Businesses nationwide are planning to boost college-graduate recruitment by 31.6% this year, according to a recent survey conducted by the National Association of Colleges and Employers.

Locally, high-need fields seeking more workers include K-12 teaching, information technology, public/social services, and health care, according to Goley.

Employers could benefit from new approaches to recruitment aimed at grads who have been shaped by different experiences from their predecessors, she said.

“Think of it this way: Campuses are sandwiched with traditional-age college students who had two years of pandemic coming into or exiting college. In many ways they are still figuring themselves out under very unique circumstances that don’t always mirror what a workplace expects,” she said. “College years are key developmental years, personally and professionally for students. That has been disrupted. The mentorship, training and development for new hires has never been more important.”

For example, employers need to get better at writing job descriptions for entry-level opportunities so students can "clearly see they can do it,” she said.

“When the employer is asking for X years of experience, citing software knowledge and terminology that is likely industry-specific, it will not resonate to a new grad already having trepidation about what they can do,” Goley said. “They tend to be pretty literal in reading descriptions, so they don’t apply if they don’t understand it or clearly see they are eligible.”

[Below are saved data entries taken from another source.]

use axum::{
    extract::Request,
    http::{HeaderValue, StatusCode},
    middleware::Next,
    response::{IntoResponse, Response},
    Json,
};
use chrono::{DateTime, Utc};
use once_cell::sync::Lazy;
use prometheus::{IntCounterVec, IntGauge, Opts, Registry};
use serde::Serialize;
use std::collections::HashSet;
use std::sync::Mutex;

/// Closed enumeration of user-visible error `type`s. Every `ApiError` variant maps
/// to exactly one of these; nothing else may appear in a response body's
/// `error.type` field.
#[derive(Debug, Clone, Copy, PartialEq, Eq)]
pub enum ErrorType {
    ValidationError,
    RateLimitExceeded,
    ContentPolicyViolation,
    ServiceUnavailableError,
    NotImplementedError,
    NotFoundError,
    InternalServerError,
}

impl ErrorType {
    fn as_str(self) -> &'static str {
        match self {
            ErrorType::ValidationError => "ValidationError",
            ErrorType::RateLimitExceeded => "RateLimitExceeded",
            ErrorType::ContentPolicyViolation => "ContentPolicyViolation",
            ErrorType::ServiceUnavailableError => "ServiceUnavailableError",
            ErrorType::NotImplementedError => "NotImplementedError",
            ErrorType::NotFoundError => "NotFoundError",
            ErrorType::InternalServerError => "InternalServerError",
        }
    }

    fn status(self) -> StatusCode {
        match self {
            ErrorType::ValidationError => StatusCode::BAD_REQUEST,
            ErrorType::RateLimitExceeded => StatusCode::TOO_MANY_REQUESTS,
            ErrorType::ContentPolicyViolation => StatusCode::FORBIDDEN,
            ErrorType::ServiceUnavailableError => StatusCode::SERVICE_UNAVAILABLE,
            ErrorType::NotImplementedError => StatusCode::NOT_IMPLEMENTED,
            ErrorType::NotFoundError => StatusCode::NOT_FOUND,
            ErrorType::InternalServerError => StatusCode::INTERNAL_SERVER_ERROR,
        }
    }
}

#[derive(Serialize, Debug)]
struct ErrorEnvelope {
    error: ErrorBody,
}

#[derive(Serialize, Debug)]
struct ErrorBody {
    #[serde(rename = "type")]
    error_type: &'static str,
    message: String,
    #[serde(rename = "requestId", skip_serializing_if = "Option::is_none")]
    request_id: Option<String>,
    timestamp: DateTime<Utc>,
    #[serde(skip_serializing_if = "Option::is_none")]
    details: Option<serde_json::Value>,
    #[serde(skip_serializing_if = "Option::is_none")]
    #[serde(rename = "retryAfter")]
    retry_after: Option<i64>,
}

/// The gateway's uniform error type. Each variant corresponds to one row of
/// the §7 error table and carries exactly what that row needs to render.
#[derive(Debug)]
pub enum ApiError {
    Validation {
        request_id: Option<String>,
        message: String,
        details: Option<serde_json::Value>,
    },
    RateLimited {
        request_id: Option<String>,
        retry_after_secs: i64,
    },
    ContentPolicy {
        request_id: Option<String>,
        issues: serde_json::Value,
        redacted_preview: String,
    },
    ServiceUnavailable {
        request_id: Option<String>,
        message: String,
    },
    NotImplemented {
        request_id: Option<String>,
        message: String,
    },
    NotFound {
        request_id: Option<String>,
    },
    Internal {
        request_id: Option<String>,
        message: String,
    },
}

impl ApiError {
    fn error_type(&self) -> ErrorType {
        match self {
            ApiError::Validation { .. } => ErrorType::ValidationError,
            ApiError::RateLimited { .. } => ErrorType::RateLimitExceeded,
            ApiError::ContentPolicy { .. } => ErrorType::ContentPolicyViolation,
            ApiError::ServiceUnavailable { .. } => ErrorType::ServiceUnavailableError,
            ApiError::NotImplemented { .. } => ErrorType::NotImplementedError,
            ApiError::NotFound { .. } => ErrorType::NotFoundError,
            ApiError::Internal { .. } => ErrorType::InternalServerError,
        }
    }

    pub fn request_id(&self) -> Option<&str> {
        match self {
            ApiError::Validation { request_id, .. }
            | ApiError::RateLimited { request_id, .. }
            | ApiError::ContentPolicy { request_id, .. }
            | ApiError::ServiceUnavailable { request_id, .. }
            | ApiError::NotImplemented { request_id, .. }
            | ApiError::NotFound { request_id }
            | ApiError::Internal { request_id, .. } => request_id.as_deref(),
        }
    }
}

impl IntoResponse for ApiError {
    fn into_response(self) -> Response {
        let error_type = self.error_type();
        let request_id = self.request_id().map(str::to_string);
        let (message, details, retry_after) = match self {
            ApiError::Validation { message, details, .. } => (message, details, None),
            ApiError::RateLimited { retry_after_secs, .. } => (
                "rate limit exceeded".to_string(),
                None,
                Some(retry_after_secs),
            ),
            ApiError::ContentPolicy {
                issues,
                redacted_preview,
                ..
            } => (
                "content policy violation".to_string(),
                Some(serde_json::json!({
                    "detected_issues": issues,
                    "redacted_preview": redacted_preview,
                })),
                None,
            ),
            ApiError::ServiceUnavailable { message, .. } => (message, None, None),
            ApiError::NotImplemented { message, .. } => (message, None, None),
            ApiError::NotFound { .. } => ("resource not found".to_string(), None, None),
            ApiError::Internal { message, .. } => (message, None, None),
        };

        let status = error_type.status();
        let body = ErrorEnvelope {
            error: ErrorBody {
                error_type: error_type.as_str(),
                message,
                request_id,
                timestamp: Utc::now(),
                details,
                retry_after,
            },
        };

        let mut resp = (status, Json(body)).into_response();
        if let Ok(val) = HeaderValue::from_str(error_type.as_str()) {
            resp.headers_mut().insert("X-Error-Code", val);
        }
        if let Some(secs) = retry_after {
            if let Ok(val) = HeaderValue::from_str(&secs.to_string()) {
                resp.headers_mut().insert("Retry-After", val);
            }
        }
        resp
    }
}

pub type ApiResult<T> = Result<T, ApiError>;

// --- Error response metrics, with a cardinality guard on the error-code label. ---
// A misbehaving caller (or a bug) that generates unbounded distinct codes must
// not be allowed to blow up Prometheus label cardinality; past MAX_ERROR_CODES
// distinct values seen, further codes are folded into "overflow".
const MAX_ERROR_CODES: usize = 40;

static ERROR_REGISTRY: Lazy<Registry> = Lazy::new(Registry::new);

// Named distinctly from any per-service "requests by status" counter
// (e.g. `firewall_requests_by_status_total`) a consuming service may keep in
// its own registry — this one is ambient/shared across services and only
// ever counts error responses (status >= 400), so the two never collide when
// both registries are gathered into one `/metrics` response.
static HTTP_ERRORS_TOTAL: Lazy<IntCounterVec> = Lazy::new(|| {
    let v = IntCounterVec::new(
        Opts::new(
            "http_error_responses_total",
            "Count of 4xx/5xx HTTP responses emitted, labeled by status and path",
        ),
        &["status", "path"],
    )
    .expect("metric definition is valid");
    ERROR_REGISTRY.register(Box::new(v.clone())).ok();
    v
});

static ERROR_CODE_OVERFLOW: Lazy<IntCounterVec> = Lazy::new(|| {
    let v = IntCounterVec::new(
        Opts::new(
            "firewall_error_code_overflow_total",
            "Error responses whose code exceeded the label cardinality guard",
        ),
        &["service"],
    )
    .expect("metric definition is valid");
    ERROR_REGISTRY.register(Box::new(v.clone())).ok();
    v
});

static ERROR_CODE_DISTINCT: Lazy<IntGauge> = Lazy::new(|| {
    let g = IntGauge::new(
        "firewall_error_code_distinct",
        "Distinct error codes observed since process start, capped at the guard",
    )
    .expect("metric definition is valid");
    ERROR_REGISTRY.register(Box::new(g.clone())).ok();
    g
});

static SEEN_ERROR_CODES: Lazy<Mutex<HashSet<String>>> = Lazy::new(|| Mutex::new(HashSet::new()));

fn record_error_code(service: &str, code: &str) {
    let mut seen = SEEN_ERROR_CODES.lock().expect("error-code set lock poisoned");
    if seen.contains(code) {
        return;
    }
    if seen.len() >= MAX_ERROR_CODES {
        ERROR_CODE_OVERFLOW.with_label_values(&[service]).inc();
        return;
    }
    seen.insert(code.to_string());
    ERROR_CODE_DISTINCT.set(seen.len() as i64);
}

/// Axum middleware that records every response's status and error code (if any)
/// against the shared registry, labeled by `service`. Mount once per service
/// with `middleware::from_fn(http_error_metrics_layer("gateway"))`.
pub fn http_error_metrics_layer(
    service: &'static str,
) -> impl Fn(Request, Next) -> std::pin::Pin<Box<dyn std::future::Future<Output = Response> + Send>>
       + Clone {
    move |req: Request, next: Next| {
        let path = req.uri().path().to_string();
        Box::pin(async move {
            let resp = next.run(req).await;
            let status = resp.status();
            if status.as_u16() >= 400 {
                HTTP_ERRORS_TOTAL
                    .with_label_values(&[status.as_str(), &path])
                    .inc();
                let code = resp
                    .headers()
                    .get("X-Error-Code")
                    .and_then(|v| v.to_str().ok())
                    .unwrap_or("unknown");
                record_error_code(service, code);
            }
            resp
        })
    }
}

pub fn error_metrics_registry() -> &'static Registry {
    &ERROR_REGISTRY
}

/// Internal helpers exposed only for the overflow-guard test below.
#[cfg(any(test, feature = "test-helpers"))]
pub mod test_helpers {
    use super::*;

    pub fn simulate_error_code(code: &str) {
        record_error_code("test-svc", code);
    }

    pub fn distinct_gauge() -> i64 {
        ERROR_CODE_DISTINCT.get()
    }

    pub fn overflow_count() -> u64 {
        ERROR_CODE_OVERFLOW.with_label_values(&["test-svc"]).get()
    }
}
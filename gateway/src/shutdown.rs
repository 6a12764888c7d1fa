//! Ordered drain on termination, per spec.md §4.10 "Shutdown coordinator".
//! Not present in the teacher (whose services run forever) — built in
//! idiomatic tokio/axum style rather than copied, and documented as net-new
//! in DESIGN.md. Steps 1-2 (stop accepting connections, drain in-flight
//! requests) are handled by `axum::serve(..).with_graceful_shutdown(..)`
//! itself; this module covers the signal wait and steps 3-5.

use crate::app_state::AppState;
use std::time::Duration;
use tracing::{error, info, warn};

/// Resolves once either `ctrl_c` or (on unix) `SIGTERM` is received. Pass
/// this to `axum::serve(..).with_graceful_shutdown(..)`.
pub async fn wait_for_signal() {
    let ctrl_c = async {
        tokio::signal::ctrl_c().await.expect("failed to install Ctrl+C handler");
    };

    #[cfg(unix)]
    let terminate = async {
        tokio::signal::unix::signal(tokio::signal::unix::SignalKind::terminate())
            .expect("failed to install SIGTERM handler")
            .recv()
            .await;
    };
    #[cfg(not(unix))]
    let terminate = std::future::pending::<()>();

    tokio::select! {
        _ = ctrl_c => info!("received SIGINT, starting graceful shutdown"),
        _ = terminate => info!("received SIGTERM, starting graceful shutdown"),
    }
}

/// Steps 3-5 of spec.md §4.10, run after `axum::serve` returns (i.e. after
/// steps 1-2 have already completed). Returns the process exit code: 0 on
/// success, 1 if the overall ceiling was reached before step 4 finished.
pub async fn drain(state: AppState, ceiling: Duration) -> i32 {
    let deadline = tokio::time::Instant::now() + ceiling;

    let flush_budget = deadline.saturating_duration_since(tokio::time::Instant::now());
    let flushed = tokio::time::timeout(flush_budget, state.audit_queue.flush()).await;
    if flushed.is_err() {
        warn!("audit queue flush did not complete before the shutdown ceiling");
    } else {
        info!("audit queue flushed");
    }

    let remaining = deadline.saturating_duration_since(tokio::time::Instant::now());
    let closed = tokio::time::timeout(remaining, async {
        state.analyzer.shutdown().await;
        state.audit_store.close().await;
    })
    .await;

    match closed {
        Ok(()) => {
            info!("analyzer channel and audit store pool closed");
            0
        }
        Err(_) => {
            error!("shutdown ceiling reached before dependencies closed");
            1
        }
    }
}
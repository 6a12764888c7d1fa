use anyhow::{Context, Result};
use async_trait::async_trait;
use redis::aio::ConnectionManager;
use redis::AsyncCommands;
use std::collections::HashMap;
use std::sync::Arc;
use tokio::sync::Mutex;

/// The store-agnostic contract spec.md §4.2 describes: atomic increment
/// pipelined with a TTL read, explicit expiry, prefix scan, and delete.
/// `RedisStore` is the production implementation; `InMemoryStore` backs
/// tests that would otherwise need a live Redis.
#[async_trait]
pub trait RateLimitStore: Send + Sync {
    /// Atomically increments `key` and returns `(new_count, ttl_seconds)`.
    /// `ttl_seconds` is `-1` if the key has no expiry yet (i.e. it was just
    /// created by this call).
    async fn increment_and_get_ttl(&self, key: &str) -> Result<(i64, i64)>;
    async fn set_expiry(&self, key: &str, seconds: u64) -> Result<()>;
    async fn keys_matching(&self, prefix: &str) -> Result<Vec<String>>;
    async fn delete(&self, keys: &[String]) -> Result<()>;
    async fn health_check(&self) -> Result<()>;
}

#[derive(Clone)]
pub struct RedisStore {
    manager: ConnectionManager,
}

impl RedisStore {
    pub async fn connect(redis_url: &str) -> Result<Self> {
        let client = redis::Client::open(redis_url).context("failed to create Redis client")?;
        let manager = ConnectionManager::new(client)
            .await
            .context("failed to create Redis connection manager")?;
        Ok(Self { manager })
    }

    pub async fn ping(&self) -> Result<()> {
        let mut conn = self.manager.clone();
        let _: String = redis::cmd("PING").query_async(&mut conn).await?;
        Ok(())
    }
}

#[async_trait]
impl RateLimitStore for RedisStore {
    async fn increment_and_get_ttl(&self, key: &str) -> Result<(i64, i64)> {
        let mut conn = self.manager.clone();
        // INCR and TTL pipelined in a single round-trip so the increment stays
        // atomic against the shared store.
        let (count, ttl): (i64, i64) = redis::pipe()
            .atomic()
            .incr(key, 1)
            .ttl(key)
            .query_async(&mut conn)
            .await
            .context("rate limit store pipeline failed")?;
        Ok((count, ttl))
    }

    async fn set_expiry(&self, key: &str, seconds: u64) -> Result<()> {
        let mut conn = self.manager.clone();
        let _: () = conn.expire(key, seconds as i64).await.context("failed to set expiry")?;
        Ok(())
    }

    async fn keys_matching(&self, prefix: &str) -> Result<Vec<String>> {
        let mut conn = self.manager.clone();
        let pattern = format!("{prefix}*");
        let mut found = Vec::new();
        let mut cursor: u64 = 0;
        loop {
            let (next_cursor, batch): (u64, Vec<String>) = redis::cmd("SCAN")
                .arg(cursor)
                .arg("MATCH")
                .arg(&pattern)
                .arg("COUNT")
                .arg(200)
                .query_async(&mut conn)
                .await
                .context("SCAN failed")?;
            found.extend(batch);
            if next_cursor == 0 {
                break;
            }
            cursor = next_cursor;
        }
        Ok(found)
    }

    async fn delete(&self, keys: &[String]) -> Result<()> {
        if keys.is_empty() {
            return Ok(());
        }
        let mut conn = self.manager.clone();
        let _: () = conn.del(keys).await.context("failed to delete keys")?;
        Ok(())
    }

    async fn health_check(&self) -> Result<()> {
        self.ping().await
    }
}

/// In-process fake used by tests: no TTL expiry simulation beyond what the
/// caller drives explicitly via `set_expiry`, since tests assert cascade and
/// fail-open behavior rather than real wall-clock expiry.
#[derive(Clone, Default)]
pub struct InMemoryStore {
    inner: Arc<Mutex<HashMap<String, (i64, Option<u64>)>>>,
}

impl InMemoryStore {
    pub fn new() -> Self {
        Self::default()
    }
}

#[async_trait]
impl RateLimitStore for InMemoryStore {
    async fn increment_and_get_ttl(&self, key: &str) -> Result<(i64, i64)> {
        let mut guard = self.inner.lock().await;
        let entry = guard.entry(key.to_string()).or_insert((0, None));
        entry.0 += 1;
        let ttl = entry.1.map(|s| s as i64).unwrap_or(-1);
        Ok((entry.0, ttl))
    }

    async fn set_expiry(&self, key: &str, seconds: u64) -> Result<()> {
        let mut guard = self.inner.lock().await;
        if let Some(entry) = guard.get_mut(key) {
            entry.1 = Some(seconds);
        }
        Ok(())
    }

    async fn keys_matching(&self, prefix: &str) -> Result<Vec<String>> {
        let guard = self.inner.lock().await;
        Ok(guard.keys().filter(|k| k.starts_with(prefix)).cloned().collect())
    }

    async fn delete(&self, keys: &[String]) -> Result<()> {
        let mut guard = self.inner.lock().await;
        for key in keys {
            guard.remove(key);
        }
        Ok(())
    }

    async fn health_check(&self) -> Result<()> {
        Ok(())
    }
}

/// A store wrapper that always fails, used to exercise the limiter's
/// fail-open path without standing up a broken Redis.
#[derive(Clone, Default)]
pub struct AlwaysFailingStore;

#[async_trait]
impl RateLimitStore for AlwaysFailingStore {
    async fn increment_and_get_ttl(&self, _key: &str) -> Result<(i64, i64)> {
        anyhow::bail!("simulated store transport failure")
    }
    async fn set_expiry(&self, _key: &str, _seconds: u64) -> Result<()> {
        anyhow::bail!("simulated store transport failure")
    }
    async fn keys_matching(&self, _prefix: &str) -> Result<Vec<String>> {
        anyhow::bail!("simulated store transport failure")
    }
    async fn delete(&self, _keys: &[String]) -> Result<()> {
        anyhow::bail!("simulated store transport failure")
    }
    async fn health_check(&self) -> Result<()> {
        anyhow::bail!("simulated store transport failure")
    }
}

Students should be just as specific, she said. New grads could improve their job-search results by preparing résumés that focus most closely on the critical skills employers seek when evaluating new hires.

“With the advancements of artificial intelligence and application tracking systems, you have to tailor by the job now more than ever for your information to get noticed,” she said.

Differing expectations between workers and bosses are changing the workplace. Societal circumstances that emerged amid COVID-19's effects, such as an increase in working from home, has led many workers to reconsider the importance of a work-life balance.

Polling more than 52,000 people worldwide, professional services company PricewaterhouseCoopers found recently that 65% of workers are broaching “sensitive issues” with their employers in hopes of creating an open, inclusive and understanding work environment.

“We’ve got gaps between the process and the people we are all going to have to redefine and re-establish,” Goley said.